*** Opening of INFORMATION SHOWN ***

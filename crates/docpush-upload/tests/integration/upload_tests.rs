//! Grouped writes, failure isolation and progress.

use std::time::{Duration, Instant};

use docpush_models::{Document, DocumentValue, LogKind, UploadState};
use docpush_upload::{ProgressEvent, ProgressReporter};
use wiremock::matchers::{body_string_contains, header, method, path_regex};
use wiremock::{Mock, MockServer, ResponseTemplate};

use super::support::{
    created, credential, documents, mount_documents, mount_token, uploader,
    uploader_with_timeout, COLLECTION, DOCUMENTS_PATH,
};

#[tokio::test]
async fn test_all_documents_uploaded() {
    let server = MockServer::start().await;
    mount_token(&server).await;
    Mock::given(method("POST"))
        .and(path_regex(DOCUMENTS_PATH))
        .and(header("authorization", "Bearer ya29.integration"))
        .respond_with(created())
        .expect(3)
        .mount(&server)
        .await;

    let mut reporter = ProgressReporter::new();
    let summary = uploader(&server, 5, Duration::ZERO)
        .upload(COLLECTION, &credential(&server), &documents(3), &mut reporter)
        .await
        .unwrap();

    assert!(summary.all_succeeded());
    assert_eq!(summary.groups, 1);
    assert_eq!(summary.progress.completed, 3);
    assert_eq!(summary.progress.percentage, 100);
    assert_eq!(reporter.state(), UploadState::Completed);
    assert_eq!(reporter.count(LogKind::Success), 3);

    let success = reporter
        .entries()
        .find(|e| e.kind == LogKind::Success)
        .unwrap();
    assert!(success.details.as_deref().unwrap().ends_with("/documents/users/generated"));
}

#[tokio::test]
async fn test_groups_and_pauses() {
    let server = MockServer::start().await;
    mount_token(&server).await;
    mount_documents(&server, 12).await;

    let delay = Duration::from_millis(250);
    let mut reporter = ProgressReporter::new();
    let started = Instant::now();
    let summary = uploader(&server, 5, delay)
        .upload(COLLECTION, &credential(&server), &documents(12), &mut reporter)
        .await
        .unwrap();
    let elapsed = started.elapsed();

    // 5 + 5 + 2 documents, with a pause between consecutive groups only.
    assert_eq!(summary.groups, 3);
    assert_eq!(summary.progress.completed, 12);
    assert!(elapsed >= delay * 2, "elapsed {elapsed:?}");
    assert!(elapsed < delay * 3, "elapsed {elapsed:?}");

    // Walk the log oldest first: the first group starts right after the
    // upload begins, and exactly two gaps of a full pause separate writes.
    let delay_ms = delay.as_millis() as i64;
    let log: Vec<_> = reporter.into_log().into_iter().rev().collect();
    let start = log
        .iter()
        .find(|e| e.message.starts_with("Uploading"))
        .unwrap();
    let writes: Vec<_> = log.iter().filter(|e| e.kind == LogKind::Success).collect();
    assert_eq!(writes.len(), 12);
    assert!((writes[0].timestamp - start.timestamp).num_milliseconds() < delay_ms);

    let pauses = writes
        .windows(2)
        .filter(|w| (w[1].timestamp - w[0].timestamp).num_milliseconds() >= delay_ms)
        .count();
    assert_eq!(pauses, 2);
}

#[tokio::test]
async fn test_network_failure_fails_only_that_document() {
    let server = MockServer::start().await;
    mount_token(&server).await;
    Mock::given(method("POST"))
        .and(path_regex(DOCUMENTS_PATH))
        .and(body_string_contains("\"stall\""))
        .respond_with(created().set_delay(Duration::from_secs(2)))
        .expect(1)
        .mount(&server)
        .await;
    mount_documents(&server, 5).await;

    let mut docs = documents(6);
    docs[2].insert("stall".to_string(), DocumentValue::Boolean(true));

    let mut reporter = ProgressReporter::new();
    let summary = uploader_with_timeout(&server, 3, Duration::from_millis(400))
        .upload(COLLECTION, &credential(&server), &docs, &mut reporter)
        .await
        .unwrap();

    assert_eq!(summary.progress.completed, 5);
    assert_eq!(summary.progress.failed, 1);
    assert_eq!(summary.progress.percentage, 100);
    assert_eq!(reporter.state(), UploadState::Completed);

    let failure = reporter
        .entries()
        .find(|e| e.kind == LogKind::Error)
        .unwrap();
    assert_eq!(failure.message, "Document 3 failed");
    assert!(failure.details.as_deref().unwrap().starts_with("Network error"));
}

#[tokio::test]
async fn test_writes_in_a_group_run_concurrently() {
    let server = MockServer::start().await;
    mount_token(&server).await;
    Mock::given(method("POST"))
        .and(path_regex(DOCUMENTS_PATH))
        .respond_with(created().set_delay(Duration::from_millis(300)))
        .expect(5)
        .mount(&server)
        .await;

    let mut reporter = ProgressReporter::new();
    let started = Instant::now();
    let summary = uploader(&server, 5, Duration::ZERO)
        .upload(COLLECTION, &credential(&server), &documents(5), &mut reporter)
        .await
        .unwrap();

    assert_eq!(summary.progress.completed, 5);
    assert!(started.elapsed() < Duration::from_millis(1200));
}

#[tokio::test]
async fn test_server_error_fails_only_that_document() {
    let server = MockServer::start().await;
    mount_token(&server).await;
    Mock::given(method("POST"))
        .and(path_regex(DOCUMENTS_PATH))
        .and(body_string_contains("\"poison\""))
        .respond_with(ResponseTemplate::new(500).set_body_string("backend exploded"))
        .expect(1)
        .mount(&server)
        .await;
    mount_documents(&server, 5).await;

    let mut docs = documents(6);
    docs[3].insert("poison".to_string(), DocumentValue::Boolean(true));

    let mut reporter = ProgressReporter::new();
    let summary = uploader(&server, 2, Duration::ZERO)
        .upload(COLLECTION, &credential(&server), &docs, &mut reporter)
        .await
        .unwrap();

    assert_eq!(summary.progress.completed, 5);
    assert_eq!(summary.progress.failed, 1);
    assert!(!summary.all_succeeded());
    assert_eq!(reporter.state(), UploadState::Completed);

    let failure = reporter
        .entries()
        .find(|e| e.kind == LogKind::Error)
        .unwrap();
    assert_eq!(failure.message, "Document 4 failed");
    assert!(failure.details.as_deref().unwrap().contains("backend exploded"));
}

#[tokio::test]
async fn test_malformed_geo_point_fails_before_sending() {
    let server = MockServer::start().await;
    mount_token(&server).await;
    mount_documents(&server, 2).await;

    let mut docs = documents(3);
    docs[1].insert("home".to_string(), DocumentValue::from("GeoPoint(abc)"));

    let mut reporter = ProgressReporter::new();
    let summary = uploader(&server, 5, Duration::ZERO)
        .upload(COLLECTION, &credential(&server), &docs, &mut reporter)
        .await
        .unwrap();

    assert_eq!(summary.progress.completed, 2);
    assert_eq!(summary.progress.failed, 1);
    let failure = reporter
        .entries()
        .find(|e| e.kind == LogKind::Error)
        .unwrap();
    assert_eq!(failure.message, "Document 2 failed");
    assert!(failure.details.as_deref().unwrap().contains("GeoPoint"));
}

#[tokio::test]
async fn test_progress_is_monotonic_and_reaches_100() {
    let server = MockServer::start().await;
    mount_token(&server).await;
    mount_documents(&server, 7).await;

    let mut reporter = ProgressReporter::new();
    let mut events = reporter.subscribe();
    uploader(&server, 3, Duration::from_millis(10))
        .upload(COLLECTION, &credential(&server), &documents(7), &mut reporter)
        .await
        .unwrap();

    let mut percentages = Vec::new();
    let mut states = Vec::new();
    while let Ok(event) = events.try_recv() {
        match event {
            ProgressEvent::Progress(p) => percentages.push(p.percentage),
            ProgressEvent::State(s) => states.push(s),
            ProgressEvent::Log(_) => {}
        }
    }

    assert!(percentages.windows(2).all(|w| w[0] <= w[1]), "{percentages:?}");
    assert_eq!(percentages.first(), Some(&0));
    assert_eq!(percentages.last(), Some(&100));
    assert_eq!(
        states,
        [
            UploadState::TokenAcquisition,
            UploadState::Uploading,
            UploadState::Completed
        ]
    );
}

#[tokio::test]
async fn test_empty_upload_completes_at_zero_percent() {
    let server = MockServer::start().await;
    mount_token(&server).await;
    mount_documents(&server, 0).await;

    let mut reporter = ProgressReporter::new();
    let summary = uploader(&server, 5, Duration::from_millis(200))
        .upload(COLLECTION, &credential(&server), &[], &mut reporter)
        .await
        .unwrap();

    assert_eq!(summary.groups, 0);
    assert_eq!(summary.progress.total, 0);
    assert_eq!(summary.progress.percentage, 0);
    assert_eq!(reporter.state(), UploadState::Completed);
}

#[tokio::test]
async fn test_log_keeps_most_recent_entries() {
    let server = MockServer::start().await;
    mount_token(&server).await;
    mount_documents(&server, 150).await;

    let mut reporter = ProgressReporter::with_capacity(100);
    uploader(&server, 50, Duration::ZERO)
        .upload(COLLECTION, &credential(&server), &documents(150), &mut reporter)
        .await
        .unwrap();

    let log = reporter.into_log();
    assert_eq!(log.len(), 100);
    assert_eq!(log[0].kind, LogKind::Info);
    assert!(log[0].message.starts_with("Upload finished: 150 succeeded"));
}

#[tokio::test]
async fn test_sentinel_fields_share_one_timestamp() {
    let server = MockServer::start().await;
    mount_token(&server).await;
    Mock::given(method("POST"))
        .and(path_regex(DOCUMENTS_PATH))
        .and(body_string_contains("\"timestampValue\""))
        .respond_with(created())
        .expect(1)
        .mount(&server)
        .await;

    let doc = Document::from([
        ("createdAt".to_string(), DocumentValue::from("Timestamp")),
        ("updatedAt".to_string(), DocumentValue::from("Timestamp")),
    ]);

    let mut reporter = ProgressReporter::new();
    let summary = uploader(&server, 5, Duration::ZERO)
        .upload(COLLECTION, &credential(&server), &[doc], &mut reporter)
        .await
        .unwrap();
    assert_eq!(summary.progress.completed, 1);

    let requests = server.received_requests().await.unwrap();
    let create = requests
        .iter()
        .find(|r| r.url.path().ends_with("/documents/users"))
        .unwrap();
    let body: serde_json::Value = serde_json::from_slice(&create.body).unwrap();
    let created_at = &body["fields"]["createdAt"]["timestampValue"];
    assert!(created_at.is_string());
    assert_eq!(created_at, &body["fields"]["updatedAt"]["timestampValue"]);
}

*** Close of INFORMATION SHOWN ***

- [WHAT YOU HAVE TO DO]
For each line of the material that contains the word "users", make a copy.

- [REPLY TO THE TASK]
    assert!(success.details.as_deref().unwrap().ends_with("/documents/users/generated"));
        .find(|r| r.url.path().ends_with("/documents/users"))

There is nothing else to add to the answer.